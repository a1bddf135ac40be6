use std::fmt;
use std::fmt::Formatter;
use log4rs::config::runtime::ConfigErrors;
use log::SetLoggerError;
use crate::addressing::errors::AddressError;
use crate::gateway::errors::GatewayError;
use crate::manager_db::errors::DBError;

/// Error representing an unrecoverable error that will halt the application
///
#[derive(Debug)]
pub struct UnrecoverableError(pub String);
impl fmt::Display for UnrecoverableError {
    fn fmt(&self, f: &mut Formatter<'_>) -> fmt::Result {
        write!(f, "UnrecoverableError: {}", self.0)
    }
}
impl From<serde_json::Error> for UnrecoverableError {
    fn from(e: serde_json::Error) -> Self { UnrecoverableError(e.to_string()) }
}
impl From<ConfigError> for UnrecoverableError {
    fn from(e: ConfigError) -> Self {
        UnrecoverableError(e.to_string())
    }
}
impl From<DBError> for UnrecoverableError {
    fn from(e: DBError) -> Self { UnrecoverableError(e.to_string()) }
}
impl From<AddressError> for UnrecoverableError {
    fn from(e: AddressError) -> Self { UnrecoverableError(e.to_string()) }
}
impl From<GatewayError> for UnrecoverableError {
    fn from(e: GatewayError) -> Self { UnrecoverableError(e.to_string()) }
}

/// Errors while managing configuration
///
#[derive(Debug)]
pub struct ConfigError(pub String);

impl fmt::Display for ConfigError {
    fn fmt(&self, f: &mut Formatter<'_>) -> fmt::Result {
        write!(f, "ConfigError: {}", self.0)
    }
}
impl From<std::io::Error> for ConfigError {
    fn from(e: std::io::Error) -> Self { ConfigError(e.to_string()) }
}
impl From<SetLoggerError> for ConfigError {
    fn from(e: SetLoggerError) -> Self {
        ConfigError(e.to_string())
    }
}
impl From<ConfigErrors> for ConfigError {
    fn from(e: ConfigErrors) -> Self {
        ConfigError(e.to_string())
    }
}
impl From<toml::de::Error> for ConfigError {
    fn from(e: toml::de::Error) -> Self {
        ConfigError(e.to_string())
    }
}
pub mod errors;

use std::fmt;
use std::str::FromStr;
use chrono::{DateTime, DurationRound, TimeDelta};
use url::Url;
use crate::addressing::errors::AddressError;

pub const CONTENT_SCHEME: &str = "content";
pub const CONTENT_AUTHORITY: &str = "com.kenano.android.mysunshine.data";

pub const PATH_WEATHER: &str = "weather";
pub const PATH_LOCATION: &str = "location";

/// Query parameter carrying the "on or after" date filter
pub const DATE_PARAM: &str = "date";

pub const WEATHER_CONTENT_TYPE: &str =
    "vnd.android.cursor.dir/com.kenano.android.mysunshine.data/weather";
pub const WEATHER_CONTENT_ITEM_TYPE: &str =
    "vnd.android.cursor.item/com.kenano.android.mysunshine.data/weather";
pub const LOCATION_CONTENT_TYPE: &str =
    "vnd.android.cursor.dir/com.kenano.android.mysunshine.data/location";
pub const LOCATION_CONTENT_ITEM_TYPE: &str =
    "vnd.android.cursor.item/com.kenano.android.mysunshine.data/location";

/// Primary key column shared by both tables
pub const COLUMN_ID: &str = "_id";

/// Table and column names of the location collection
pub mod location_entry {
    pub const TABLE_NAME: &str = "location";
    pub const COLUMN_LOCATION_SETTING: &str = "location_setting";
    pub const COLUMN_CITY_NAME: &str = "city_name";
    pub const COLUMN_COORD_LAT: &str = "coord_lat";
    pub const COLUMN_COORD_LONG: &str = "coord_long";
}

/// Table and column names of the weather collection
pub mod weather_entry {
    pub const TABLE_NAME: &str = "weather";
    pub const COLUMN_LOC_KEY: &str = "location_id";
    /// Milliseconds since the epoch, always stored normalized to the start of the UTC day
    pub const COLUMN_DATE: &str = "date";
    pub const COLUMN_WEATHER_ID: &str = "weather_id";
    pub const COLUMN_SHORT_DESC: &str = "short_desc";
    pub const COLUMN_MIN_TEMP: &str = "min";
    pub const COLUMN_MAX_TEMP: &str = "max";
    pub const COLUMN_HUMIDITY: &str = "humidity";
    pub const COLUMN_PRESSURE: &str = "pressure";
    pub const COLUMN_WIND_SPEED: &str = "wind";
    pub const COLUMN_DEGREES: &str = "degrees";
}

const DAY_MILLIS: i64 = 86_400_000;

/// Julian day number of 1970-01-01
const EPOCH_JULIAN_DAY: i64 = 2_440_588;

/// A resource locator of the form `scheme://authority/segment/...[?key=value&...]`.
///
/// Segments and query values are held decoded; escaping only happens when the address
/// is rendered to or parsed from its string form.
#[derive(Debug, Clone, PartialEq, Eq, Hash)]
pub struct Address {
    scheme: String,
    authority: String,
    segments: Vec<String>,
    query: Vec<(String, String)>,
}

impl Address {
    /// Returns the root address of a collection under the content authority
    ///
    /// # Arguments
    ///
    /// * 'collection' - collection path, `weather` or `location`
    pub fn collection(collection: &str) -> Self {
        Address {
            scheme: CONTENT_SCHEME.to_string(),
            authority: CONTENT_AUTHORITY.to_string(),
            segments: vec![collection.to_string()],
            query: Vec::new(),
        }
    }

    /// Parses an address from its string form, decoding escaped path segments and query values
    ///
    /// # Arguments
    ///
    /// * 'address' - address string, e.g. `content://<authority>/weather/94043?date=0`
    pub fn parse(address: &str) -> Result<Self, AddressError> {
        let url = Url::parse(address)?;
        if url.cannot_be_a_base() {
            return Err(AddressError::InvalidAddress(format!("not a hierarchical address: {}", address)));
        }

        let mut segments = Vec::new();
        for segment in raw_path(address)?.split('/').skip(1) {
            segments.push(urlencoding::decode(segment)?.into_owned());
        }

        let query = url.query_pairs()
            .map(|(k, v)| (k.into_owned(), v.into_owned()))
            .collect();

        Ok(Address {
            scheme: url.scheme().to_string(),
            authority: url.authority().to_string(),
            segments,
            query,
        })
    }

    /// Appends a path segment, the value is kept as one opaque segment whatever it contains
    pub fn with_segment(mut self, segment: impl Into<String>) -> Self {
        self.segments.push(segment.into());
        self
    }

    pub fn with_query_parameter(mut self, key: &str, value: impl Into<String>) -> Self {
        self.query.push((key.to_string(), value.into()));
        self
    }

    pub fn scheme(&self) -> &str {
        &self.scheme
    }

    pub fn authority(&self) -> &str {
        &self.authority
    }

    pub fn path_segments(&self) -> &[String] {
        &self.segments
    }

    pub fn last_path_segment(&self) -> Option<&str> {
        self.segments.last().map(String::as_str)
    }

    /// Returns the first value of the given query parameter, if any
    pub fn query_parameter(&self, key: &str) -> Option<&str> {
        self.query.iter()
            .find(|(k, _)| k == key)
            .map(|(_, v)| v.as_str())
    }

    pub fn has_query(&self) -> bool {
        !self.query.is_empty()
    }
}

impl fmt::Display for Address {
    fn fmt(&self, f: &mut fmt::Formatter<'_>) -> fmt::Result {
        write!(f, "{}://{}", self.scheme, self.authority)?;
        for segment in &self.segments {
            write!(f, "/{}", urlencoding::encode(segment))?;
        }
        for (i, (key, value)) in self.query.iter().enumerate() {
            let sep = if i == 0 { '?' } else { '&' };
            write!(f, "{}{}={}", sep, urlencoding::encode(key), urlencoding::encode(value))?;
        }
        Ok(())
    }
}

impl FromStr for Address {
    type Err = AddressError;

    fn from_str(s: &str) -> Result<Self, Self::Err> {
        Address::parse(s)
    }
}

/// Returns the path of an address string exactly as written.
///
/// `Url` removes `.` and `..` segments from the path, which would turn an escaped location
/// such as `.` into a different address, so segments are taken from the raw string instead.
/// Every segment is kept, empty ones included, making this the exact inverse of `Display`.
fn raw_path(address: &str) -> Result<&str, AddressError> {
    let address = address.trim();
    let after_scheme = address.find("://")
        .map(|i| &address[i + 3..])
        .ok_or_else(|| AddressError::InvalidAddress(format!("no authority in {}", address)))?;

    let end = after_scheme.find(['?', '#']).unwrap_or(after_scheme.len());
    let without_query = &after_scheme[..end];

    Ok(without_query.find('/').map_or("", |start| &without_query[start..]))
}

/// Root address of the weather collection
pub fn weather_address() -> Address {
    Address::collection(PATH_WEATHER)
}

/// Root address of the location collection
pub fn location_address() -> Address {
    Address::collection(PATH_LOCATION)
}

/// Address of a single location row
///
/// # Arguments
///
/// * 'id' - row id of the location
pub fn build_location_address(id: i64) -> Address {
    location_address().with_segment(id.to_string())
}

/// Address of a single weather row, as returned after an insert
///
/// # Arguments
///
/// * 'id' - row id of the weather record
pub fn build_weather_item_address(id: i64) -> Address {
    weather_address().with_segment(id.to_string())
}

/// Address for all weather of a location, e.g. `content://<authority>/weather/94043`
///
/// # Arguments
///
/// * 'location_setting' - the location key, escaped as a single segment when rendered
pub fn build_weather_address(location_setting: &str) -> Address {
    weather_address().with_segment(location_setting)
}

/// Address for the weather of a location on one day
///
/// # Arguments
///
/// * 'location_setting' - the location key
/// * 'date' - any timestamp (millis) within the day, normalized before embedding
pub fn build_weather_address_with_exact_date(location_setting: &str, date: i64) -> Address {
    build_weather_address(location_setting).with_segment(normalize_date(date).to_string())
}

/// Address for the weather of a location on or after a day
///
/// # Arguments
///
/// * 'location_setting' - the location key
/// * 'start_date' - any timestamp (millis) within the first day, normalized before embedding
pub fn build_weather_address_with_start_date(location_setting: &str, start_date: i64) -> Address {
    build_weather_address(location_setting)
        .with_query_parameter(DATE_PARAM, normalize_date(start_date).to_string())
}

/// Returns the location setting, i.e. the second path segment
pub fn parse_location_setting(address: &Address) -> Result<String, AddressError> {
    address.path_segments()
        .get(1)
        .cloned()
        .ok_or_else(|| AddressError::UnknownAddress(format!("no location segment in {}", address)))
}

/// Returns the date held in the third path segment
pub fn parse_exact_date(address: &Address) -> Result<i64, AddressError> {
    let segment = address.path_segments()
        .get(2)
        .ok_or_else(|| AddressError::MalformedDate(format!("no date segment in {}", address)))?;

    parse_date_value(segment, address)
}

/// Returns the `date` query parameter, or 0 when absent or empty (no lower bound)
pub fn parse_start_date(address: &Address) -> Result<i64, AddressError> {
    match address.query_parameter(DATE_PARAM) {
        Some(value) if !value.is_empty() => parse_date_value(value, address),
        _ => Ok(0),
    }
}

fn parse_date_value(value: &str, address: &Address) -> Result<i64, AddressError> {
    value.parse::<i64>()
        .map_err(|e| AddressError::MalformedDate(format!("'{}' in {}: {}", value, address, e)))
}

/// Returns the Julian day number of the UTC day containing the timestamp
///
/// # Arguments
///
/// * 'timestamp' - milliseconds since the epoch
pub fn julian_day(timestamp: i64) -> i64 {
    timestamp.div_euclid(DAY_MILLIS) + EPOCH_JULIAN_DAY
}

/// Returns the timestamp (millis) of the start of the given Julian day at UTC
pub fn from_julian_day(julian_day: i64) -> i64 {
    (julian_day - EPOCH_JULIAN_DAY) * DAY_MILLIS
}

/// Normalizes a timestamp to the start of its UTC calendar day.
///
/// All dates going into the weather table, and all dates used as filter values, pass
/// through here so that an exact-day lookup matches rows written at any time of that day.
///
/// # Arguments
///
/// * 'timestamp' - milliseconds since the epoch
pub fn normalize_date(timestamp: i64) -> i64 {
    match DateTime::from_timestamp_millis(timestamp)
        .and_then(|d| d.duration_trunc(TimeDelta::days(1)).ok()) {
        Some(day) => day.timestamp_millis(),
        // Outside chrono's range, fall back on plain day arithmetic
        None => from_julian_day(julian_day(timestamp)),
    }
}
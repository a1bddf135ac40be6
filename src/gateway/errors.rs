use std::fmt;
use crate::addressing::errors::AddressError;
use crate::manager_db::errors::DBError;

#[derive(Debug)]
pub enum GatewayError {
    Address(AddressError),
    Write(String),
    InvalidField(String),
    UnsupportedOperation(String),
    Database(DBError),
}

impl fmt::Display for GatewayError {
    fn fmt(&self, f: &mut fmt::Formatter) -> fmt::Result {
        match self {
            GatewayError::Address(e) => write!(f, "GatewayError::Address: {}", e),
            GatewayError::Write(e) => write!(f, "GatewayError::Write: {}", e),
            GatewayError::InvalidField(e) => write!(f, "GatewayError::InvalidField: {}", e),
            GatewayError::UnsupportedOperation(e) => write!(f, "GatewayError::UnsupportedOperation: {}", e),
            GatewayError::Database(e) => write!(f, "GatewayError::Database: {}", e),
        }
    }
}
impl From<AddressError> for GatewayError {
    fn from(e: AddressError) -> Self {
        GatewayError::Address(e)
    }
}
impl From<DBError> for GatewayError {
    fn from(e: DBError) -> Self {
        GatewayError::Database(e)
    }
}
//! Which playlists a run covers.

use std::path::Path;

use playmirror_core::PlaylistId;

use crate::error::{io_err, SyncError};

#[derive(Debug, Clone, PartialEq, Eq)]
pub enum Targets {
    /// Every playlist listed for this user id.
    User(String),
    /// Explicit playlist ids, in order.
    Playlists(Vec<PlaylistId>),
}

/// One id per line; blank lines and `#` comments are ignored, as is
/// anything after the first whitespace on a line.
pub fn parse_playlist_list(contents: &str) -> Vec<PlaylistId> {
    contents
        .lines()
        .map(|line| line.split('#').next().unwrap_or_default().trim())
        .filter_map(|line| line.split_whitespace().next())
        .map(PlaylistId::from)
        .collect()
}

pub fn read_playlist_file(path: &Path) -> Result<Vec<PlaylistId>, SyncError> {
    let contents = std::fs::read_to_string(path).map_err(|e| io_err(path, e))?;
    let ids = parse_playlist_list(&contents);
    tracing::debug!("read {} playlist ids from {}", ids.len(), path.display());
    Ok(ids)
}
//! Three-way diff between a playlist's remote tracks and its mirror records.

use std::collections::{HashMap, HashSet};

use playmirror_core::{MirrorRecord, PlaylistId, RemoteTrack, TrackId, UpdatePredicate};

/// Outcome of comparing one playlist. Every track id on either side lands in
/// exactly one of the four sets.
#[derive(Debug, Default, PartialEq, Eq)]
pub struct Reconciliation<'a> {
    /// Remote tracks with no record; remote order.
    pub to_add: Vec<&'a RemoteTrack>,
    /// Remote tracks whose record is stale; remote order.
    pub to_update: Vec<(&'a RemoteTrack, &'a MirrorRecord)>,
    /// Remote tracks whose record is current; remote order.
    pub unchanged: Vec<(&'a RemoteTrack, &'a MirrorRecord)>,
    /// Records whose track left the playlist; mirror order.
    pub to_retire: Vec<&'a MirrorRecord>,
}

impl Reconciliation<'_> {
    pub fn is_noop(&self) -> bool {
        self.to_add.is_empty() && self.to_update.is_empty() && self.to_retire.is_empty()
    }
}

/// Whether `record` must be rewritten to match `track`.
pub fn needs_update(track: &RemoteTrack, record: &MirrorRecord, predicate: UpdatePredicate) -> bool {
    if track.status() != record.status {
        return true;
    }
    match predicate {
        UpdatePredicate::StatusOnly => false,
        UpdatePredicate::StatusAndMetadata => {
            track.name != record.name || track.artist != record.artist || track.album != record.album
        }
    }
}

/// Compare `remote` with the records of `mirror` linked to `playlist_id`.
///
/// Duplicate track ids on either side are matched on their first
/// occurrence; later duplicates are ignored.
pub fn reconcile<'a>(
    remote: &'a [RemoteTrack],
    mirror: &'a [MirrorRecord],
    playlist_id: &PlaylistId,
    predicate: UpdatePredicate,
) -> Reconciliation<'a> {
    let mut by_track: HashMap<&TrackId, &MirrorRecord> = HashMap::new();
    let mut mirror_order: Vec<&MirrorRecord> = Vec::new();
    for record in mirror.iter().filter(|r| &r.playlist_id == playlist_id) {
        if !by_track.contains_key(&record.track_id) {
            by_track.insert(&record.track_id, record);
            mirror_order.push(record);
        }
    }

    let mut result = Reconciliation::default();
    let mut seen: HashSet<&TrackId> = HashSet::new();
    for track in remote {
        if !seen.insert(&track.id) {
            tracing::debug!("duplicate remote track {} in playlist {playlist_id}", track.id);
            continue;
        }
        match by_track.get(&track.id).copied() {
            None => result.to_add.push(track),
            Some(record) if needs_update(track, record, predicate) => {
                result.to_update.push((track, record))
            }
            Some(record) => result.unchanged.push((track, record)),
        }
    }

    result.to_retire = mirror_order
        .into_iter()
        .filter(|r| !seen.contains(&r.track_id))
        .collect();

    tracing::debug!(
        "playlist {playlist_id}: {} to add, {} to update, {} unchanged, {} to retire",
        result.to_add.len(),
        result.to_update.len(),
        result.unchanged.len(),
        result.to_retire.len()
    );
    result
}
+-------+
Would you give the number of lines in this listing that include "exactly"? Only the number, please.

_Response to this exercise_.
2